Pero aparte de esta desviación inevitable, de haber triunfado los republicanos, tanto los
republicanos, como el CENU de Puig Elías iban al «objetivo principal (de) alcanzar, por
un proceso dirigista un alto y válido nivel técnico e intelectual, algo semejante a una
suerte de jovellanismo estajanovista: supeditar a la producción el individuo. Además,
por socialista que sea la teoría de la fe en el trabajo y en la productividad, parece
más bien surgir de un residuo de la percepción capitalista del mundo, en el sentido más
extenso de la palabra». (p.163).
Frente a esta estatización de la enseñanza, más eficaz con los republicanos que con los
monárquicos, los anarquistas trataban de crear escuelas «racionalista», de tipo Ferrer,
al margen del Estado, puesto que «La Escuela Nueva Unificada no tiene parentesco alguno
con la Escuela Moderna. . .» (p. 151).

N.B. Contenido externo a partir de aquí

//! 鲁棒性扰动
//!
//! 在基准运行时对三处施加受控噪声：
//! - 任务输入：按词错误率模拟语音识别错误，另可叠加四种纯文本扰动（干扰信息、噪声、含糊、缺词）
//! - 模型调用：每次调用前额外等待，带 ±20% 抖动
//! - 动作观察：按概率附加无关的传感器描述；按概率篡改人员位置线索或翻转导航结果
//!
//! 每个任务使用独立的 Perturber（计数器与随机源都不跨任务），设了种子时按任务 id 派生，结果可复现。

use std::str::FromStr;
use std::sync::atomic::{AtomicUsize, Ordering};
use std::sync::{Arc, Mutex};
use std::time::Duration;

use async_trait::async_trait;
use rand::rngs::StdRng;
use rand::seq::SliceRandom;
use rand::{Rng, SeedableRng};
use serde::{Deserialize, Serialize};
use serde_json::Value;

use crate::actions::{ActionResult, ObservationFilter};
use crate::agent::BenchAgent;
use crate::config::PerturbationSection;
use crate::core::AgentError;
use crate::llm::{LlmClient, LlmResponse};
use crate::memory::Message;

/// 常见的误识别：小写原词 -> 候选（可能选回原词）
const ASR_SUBSTITUTIONS: &[(&str, &[&str])] = &[
    ("tomas", &["thomas", "tomás", "tomas"]),
    ("david", &["dávid", "dabid", "david"]),
    ("alice", &["alicia", "alise", "alice"]),
    ("maria", &["maría", "mari", "maria"]),
    ("kitchen", &["kitchin", "chicken", "kitchen"]),
    ("living", &["leaving", "living", "living"]),
    ("door", &["floor", "dour", "door"]),
    ("hello", &["yellow", "hallo", "hello"]),
    ("cocina", &["cosina", "cozina", "cocina"]),
    ("sala", &["salla", "sala", "sala"]),
    ("puerta", &["puerto", "puerta", "puerta"]),
    ("hola", &["ola", "jola", "hola"]),
];

const VOWELS: &[char] = &['a', 'e', 'i', 'o', 'u'];

const SENSOR_DISTRACTORS: &[&str] = &[
    "Ambient noise detected.",
    "Movement in the field of view.",
    "Proximity sensor triggered briefly.",
    "Unidentified sound captured.",
    "Lighting change detected.",
    "Unrecognized object in the background.",
    "Temporary camera interference.",
];

const TASK_DISTRACTORS: &[&str] = &[
    " (Note: The weather is sunny today.)",
    " (By the way, it's Tuesday.)",
    " (Remember that your battery is at 85%.)",
    " (The temperature is 22°C.)",
];

const AMBIGUITY_PHRASES: &[&str] = &[
    " Maybe check the nearby area first.",
    " It might be there or somewhere close.",
    " You could try looking around.",
    " Perhaps start somewhere.",
];

const WRONG_LOCATIONS: &[&str] = &["kitchen", "living room", "entrance hall", "hallway"];

/// 被视为导航的动作（环境失配时翻转结果）
const NAVIGATION_ACTIONS: &[&str] = &["go_to_place", "move_to"];
/// 会带回人员位置线索的动作（环境失配时篡改位置）
const PERSON_SEARCH_ACTIONS: &[&str] = &["find_person", "ask_person_location"];

const LOCATION_CLUE: &str = " is in the ";

/// 数值化的扰动强度
#[derive(Debug, Clone, Default, PartialEq, Serialize, Deserialize)]
pub struct PerturbationConfig {
    pub enabled: bool,
    pub asr_wer: f64,
    pub latency_ms: u64,
    pub distractor_prob: f64,
    pub mismatch_prob: f64,
}

impl PerturbationConfig {
    /// 概率类字段截断到 [0, 1]
    pub fn clamped(mut self) -> Self {
        self.asr_wer = self.asr_wer.clamp(0.0, 1.0);
        self.distractor_prob = self.distractor_prob.clamp(0.0, 1.0);
        self.mismatch_prob = self.mismatch_prob.clamp(0.0, 1.0);
        self
    }
}

/// 预设等级
#[derive(Debug, Clone, Copy, PartialEq, Eq, Serialize, Deserialize)]
#[serde(rename_all = "snake_case")]
pub enum PerturbationLevel {
    Baseline,
    Mild,
    Moderate,
    Severe,
}

impl PerturbationLevel {
    pub fn config(&self) -> PerturbationConfig {
        let (asr_wer, latency_ms, distractor_prob, mismatch_prob) = match self {
            PerturbationLevel::Baseline => return PerturbationConfig::default(),
            PerturbationLevel::Mild => (0.1, 100, 0.1, 0.05),
            PerturbationLevel::Moderate => (0.2, 300, 0.2, 0.1),
            PerturbationLevel::Severe => (0.3, 500, 0.3, 0.2),
        };
        PerturbationConfig {
            enabled: true,
            asr_wer,
            latency_ms,
            distractor_prob,
            mismatch_prob,
        }
    }
}

impl FromStr for PerturbationLevel {
    type Err = AgentError;

    fn from_str(s: &str) -> Result<Self, Self::Err> {
        match s.trim().to_lowercase().as_str() {
            "baseline" | "none" => Ok(PerturbationLevel::Baseline),
            "mild" => Ok(PerturbationLevel::Mild),
            "moderate" => Ok(PerturbationLevel::Moderate),
            "severe" => Ok(PerturbationLevel::Severe),
            other => Err(AgentError::ConfigError(format!("unknown perturbation level: {other}"))),
        }
    }
}

/// 只改写任务描述的文本扰动
#[derive(Debug, Clone, Copy, PartialEq, Eq, Serialize, Deserialize)]
#[serde(rename_all = "snake_case")]
pub enum PerturbationKind {
    Distractors,
    Noise,
    Ambiguity,
    Incomplete,
}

Pero, que, más que en otras actividades, faltaban
maestros, y con las movilizaciones hubo todavía menos.
En un artículo sobre los maestros, reproducido íntegro, se lee: «La pedagogía,
considerada hasta hoy como ciencia, debe entenderse y sentirse como arte; debe apoyarse en
esta disposición íntima y creadora que se llama inspiración.» «El maestro inspirado
amará no sólo a los niños en abstracto; amará a cada niño, aprenderá de cada niño,
sabrá enseñar a cada niño» y lo principal, a mi modo de ver «Se evitarán estas
nefastas estimulaciones exteriores de recompensa y castigos, esta mezquina competición,
esta rivalidad de la pretendida emulación.
Un documento final hace una comparación de las soluciones revoluciones, ambiguas y
contrarrevolucionarias asociando 6 problemas: la guerra, la cultura, el orden público, la
economía, la vida local, las relaciones (económico-políticas), siendo el pueblo en
armas, la escuela racionalista, la socialización total (autogestión) y el municipio
libre los pilares de la revolución.
La obra de Safón nos restituye otro aspecto del anarquismo durante la guerra de España.